On March 21, 2022, the U.S. Securities and Exchange Commission (“SEC”) announced a proposed rule (the “Proposed Rule”) that will require registrants to make certain climate disclosures in their registration statements and periodic filings with the SEC. Chairman Gary Gensler stated that the goal of the Proposed Rule is to “provide investors with consistent, comparable, and decision-useful information for making their investment decisions, and it would provide consistent and clear reporting obligations for issuers.” The Proposed Rule would require three main categories of disclosures from registrants: (1) information about climate-related risks that are reasonably likely to have a “material impact” on their business, results of operations, or financial conditions (including the methodology of any such scenario analyses used to assess these risks); (2) reports to investors on progress towards any publicly-set climate-related targets or transition plans; and (3) disclosures about the company’s greenhouse gas emissions.

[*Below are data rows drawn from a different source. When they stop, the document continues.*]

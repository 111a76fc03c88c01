// src/models.rs

use chrono::{DateTime, Utc};
use serde::{Deserialize, Serialize};

/// Who wrote a message in the conversation.
#[derive(Debug, Clone, Copy, PartialEq, Eq, Serialize, Deserialize)]
#[serde(rename_all = "lowercase")]
pub enum Sender {
    User,
    Bot,
}

/// Represents a message in the conversation.
#[derive(Debug, Clone, PartialEq, Eq, Serialize, Deserialize)]
pub struct Message {
    pub sender: Sender,
    pub text: String,
}

impl Message {
    pub fn user(text: impl Into<String>) -> Self {
        Message {
            sender: Sender::User,
            text: text.into(),
        }
    }

    pub fn bot(text: impl Into<String>) -> Self {
        Message {
            sender: Sender::Bot,
            text: text.into(),
        }
    }
}

/// Role of a message on the wire.
#[derive(Debug, Clone, Copy, PartialEq, Eq, Serialize, Deserialize)]
#[serde(rename_all = "lowercase")]
pub enum Role {
    System,
    User,
    Assistant,
}

impl From<Sender> for Role {
    fn from(sender: Sender) -> Self {
        match sender {
            Sender::User => Role::User,
            Sender::Bot => Role::Assistant,
        }
    }
}

#[derive(Debug, Clone, PartialEq, Eq, Serialize, Deserialize)]
pub struct ApiMessage {
    pub role: Role,
    pub content: String,
}

impl ApiMessage {
    pub fn new(role: Role, content: impl Into<String>) -> Self {
        ApiMessage {
            role,
            content: content.into(),
        }
    }
}

impl From<&Message> for ApiMessage {
    fn from(message: &Message) -> Self {
        ApiMessage::new(message.sender.into(), message.text.clone())
    }
}

/// Body of a chat completion request: `{"model": ..., "messages": [...]}`.
#[derive(Debug, Clone, PartialEq, Eq, Serialize, Deserialize)]
pub struct ChatRequest {
    pub model: String,
    pub messages: Vec<ApiMessage>,
}

impl ChatRequest {
    /// One-line description used in API call logs.
    pub fn summary(&self) -> String {
        format!("model={} messages={}", self.model, self.messages.len())
    }
}

/// Logs details of each API call.
#[derive(Debug, Serialize, Deserialize)]
pub struct ApiCallLog {
    pub timestamp: DateTime<Utc>,
    pub endpoint: String,
    pub request_summary: String,
    pub response_status: u16,
    pub response_time_ms: u128,
}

The disclosures about greenhouse gas emissions are further subdivided into three “scopes” which the registrant must track and disclose to investors. Scope 1 refers to the direct emissions produced by the registrant (e.g., emissions as byproduct from a manufacturing process). Scope 2 refers to indirect emissions from purchased electricity or other forms of energy. Finally Scope 3 refers to emissions from any upstream or downstream activities in the registrant’s supply chain. According to the SEC, registrants will only be required to disclose Scope 3 emissions if they are “material” or “if the registrant has set a greenhouse gas emissions target or goal that includes Scope 3 emissions.” Information is “material” if there is a “substantial likelihood that the disclosure of the omitted fact would have been viewed by the reasonable investor as having significantly altered the ‘total mix’ of information available.”
The Proposed Rule would require disclosures in registration statements and Exchange Act annual reports such as the registrant’s Form 10-K. The annual reports would need to include the Regulation S-X mandated climate-related financial statement metrics, and there would need to be a separately captioned section for Regulation S-K mandated climate-related disclosures. The timeline for implementation is tiered based on whether the filer is a Large Accelerated Filer, Accelerated Filer, Non-Accelerated Filer, or a Smaller Reporting Company.
The public will have 60 days (until May 20, 2022) to submit comments to the SEC, which they will then consider in connection with the rule proposal.